Re: [RFC]setlocale() race condition

I think you have all the right pieces in place. Please feel free to post a "final" version to libc-help, I can give it a once over, and then you can post to libc-alpha. The point of libc-help is to start the feedback process earlier and with better results :-)


    This is same as my earlier mail ..but with minor changes
So does it look better ?

This problem was noticed with glibc shipped with distro, with older version of glibc 2.5-12, the problem is noticed after 8 hours of testing and application crashed with SIGSEGV. My efforts to replicate the problem with main line glibc was not successful, but I still feel the problem is there even with main line glibc and wish to know your thoughts on this issue
This problem was noticed during PHP engine development, current implementation calls setlocale() every time a page is requested.
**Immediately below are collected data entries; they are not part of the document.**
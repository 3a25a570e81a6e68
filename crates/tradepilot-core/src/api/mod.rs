//! REST client module for the TradePilot backend.
//!
//! This module provides the `ApiClient` used by every dashboard screen
//! (accounts, wallets, orders, subscriptions, connectivity) to reach the
//! backend, plus the `Transport` seam it sends through.
//!
//! The backend authenticates with an HTTP-only session cookie. The client
//! refreshes that cookie once when it expires and retries the request.

pub mod client;
pub mod error;
pub mod transport;

pub use client::{ApiClient, ParsedBody, RefreshRecord, RequestOptions};
pub use error::{ClientError, FieldErrors};
pub use transport::{ApiRequest, HttpTransport, RawResponse, Transport};
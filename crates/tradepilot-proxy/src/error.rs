use axum::http::StatusCode;
use axum::response::{IntoResponse, Json, Response};
use serde_json::json;
use thiserror::Error;

#[derive(Error, Debug)]
pub enum ProxyError {
    #[error("Upstream request failed: {0}")]
    Upstream(#[from] reqwest::Error),

    #[error("Invalid upstream URL: {0}")]
    InvalidUpstream(String),
}

impl IntoResponse for ProxyError {
    fn into_response(self) -> Response {
        match self {
            ProxyError::Upstream(_) => (
                StatusCode::BAD_GATEWAY,
                Json(json!({ "message": "Upstream service unavailable" })),
            )
                .into_response(),
            ProxyError::InvalidUpstream(_) => (
                StatusCode::INTERNAL_SERVER_ERROR,
                Json(json!({ "message": "Proxy misconfigured" })),
            )
                .into_response(),
        }
    }
}
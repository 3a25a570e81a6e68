//! Shared utilities for proxy integration tests.

use std::net::SocketAddr;

use axum::Router;
use tokio::net::TcpListener;
use tradepilot_proxy::{create_router, ProxyConfig, ProxyState};

/// Serve `router` on an ephemeral localhost port.
pub async fn spawn_upstream(router: Router) -> SocketAddr {
    let listener = TcpListener::bind("127.0.0.1:0").await.unwrap();
    let addr = listener.local_addr().unwrap();

    tokio::spawn(async move {
        let _ = axum::serve(listener, router).await;
    });

    addr
}

/// Start the proxy with default routes in front of `upstream`.
pub async fn spawn_proxy(upstream: SocketAddr) -> SocketAddr {
    let config = ProxyConfig {
        upstream_url: format!("http://{}", upstream),
        ..ProxyConfig::default()
    };
    let state = ProxyState::new(&config).unwrap();
    spawn_upstream(create_router(state, &config.normalized_prefix())).await
}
The problem is noticed during stress test of this PHP engine
setlocale() is being called on multiple threads. The exact API calls are as follows
It was observed that after ~8 hours of testing, application crashed at strcmp() call made from setlocale(), when I analyzed the dump it showed that _nl_global_locale.__names[category] pointer was corrupted.
Code analysis showed a window for race - when one thread calls strcmp()(with in setlocale()) with current value of _nl_global_locale.__names[category] passed as argument and another thread goes ahead and frees the string pointer pointed by _nl_global_locale.__names[category].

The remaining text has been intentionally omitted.